A closer look revealed that no, it wasn't every server. It wasn't even every location. The only alerts we had were all in just one data center. It was the newest and shiniest and also the biggest. What happened?
We called over there. It was on the other side of the country, far from HQ where support worked. They reported business as usual. Everything seemed fine to them. as usual. Nothing seemed odd to them.
Okay, so we had eliminated a full power failure, tornado, earthquake, bomb or similar event. Something else was going on... but what?
Around this time, someone noticed that all of the alerts were coming from Linux boxes. Now this was weird. Just one location, *and* just one operating system? That made no sense. Naturally, the Windows techs started talking smack about how it was our turn to experience a "SQL Slammer" type event. Those of us on the Linux side were not pleased.

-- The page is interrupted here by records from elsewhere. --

//! Validation paths: where inside a nested instance a diagnostic applies.
//!
//! A path is an ordered chain of segment names, root-to-leaf. Paths are
//! never overwritten once attached to a status, only extended at the front:
//! as a validation unwinds, each enclosing property/index prepends its own
//! segment so every leaf diagnostic ends up carrying the full path.

use serde::{Deserialize, Serialize};
use std::fmt;

/// Ordered segment chain, root first.
#[derive(Clone, Debug, Default, PartialEq, Eq, Serialize, Deserialize)]
pub struct ValidationPath {
    segments: Vec<String>,
}

impl ValidationPath {
    pub fn new() -> Self {
        Self::default()
    }

    /// Single-segment path.
    pub fn single(name: impl Into<String>) -> Self {
        Self {
            segments: vec![name.into()],
        }
    }

    pub fn from_segments<I, S>(segments: I) -> Self
    where
        I: IntoIterator<Item = S>,
        S: Into<String>,
    {
        Self {
            segments: segments.into_iter().map(Into::into).collect(),
        }
    }

    pub fn segments(&self) -> &[String] {
        &self.segments
    }

    pub fn is_empty(&self) -> bool {
        self.segments.is_empty()
    }

    /// Append `child` after this path's segments: `self/child`.
    pub fn child(&self, name: impl Into<String>) -> Self {
        let mut segments = self.segments.clone();
        segments.push(name.into());
        Self { segments }
    }

    /// Graft `tail` onto the end of this chain, consuming both.
    ///
    /// This is the primitive behind prepend-style path propagation: the new
    /// (outer) chain is walked to its end and the existing (inner) chain is
    /// attached there.
    pub fn join(mut self, tail: &ValidationPath) -> Self {
        self.segments.extend(tail.segments.iter().cloned());
        self
    }
}

impl fmt::Display for ValidationPath {
    fn fmt(&self, f: &mut fmt::Formatter<'_>) -> fmt::Result {
        write!(f, "{}", self.segments.join("/"))
    }
}

#[cfg(test)]
mod tests {
    use super::*;

    #[test]
    fn test_render_root_to_leaf() {
        let p = ValidationPath::from_segments(["a", "b", "c"]);
        assert_eq!(p.to_string(), "a/b/c");
    }

    #[test]
    fn test_join_grafts_tail_at_end() {
        let outer = ValidationPath::single("outer");
        let inner = ValidationPath::from_segments(["x", "y"]);
        assert_eq!(outer.join(&inner).to_string(), "outer/x/y");
    }

    #[test]
    fn test_empty_renders_empty() {
        assert_eq!(ValidationPath::new().to_string(), "");
    }
}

I wanted a better explanation, since this just didn't feel like a worm to me. It had happened far too quickly for that to make sense. So, I sshed into a random customer's machine which had that alert showing in our console. It took a long time to log in between entering my password and reaching the actual prompt. Okay, that's bad.
'w' told me more about what was going on. It was showing me logged in from an IP address instead of the usual nat-vlan-foo.bar name sourced from DNS. That plus the delay told me that DNS was probably hosed on this box. I tried to do the PTR query myself with dig right there, and it failed.
Running that same query from my workstation was just fine. We were still publishing the PTR and our authoritative servers were fine. Whatever had broken was localized to that one data center, and then seemingly just the Linux boxes.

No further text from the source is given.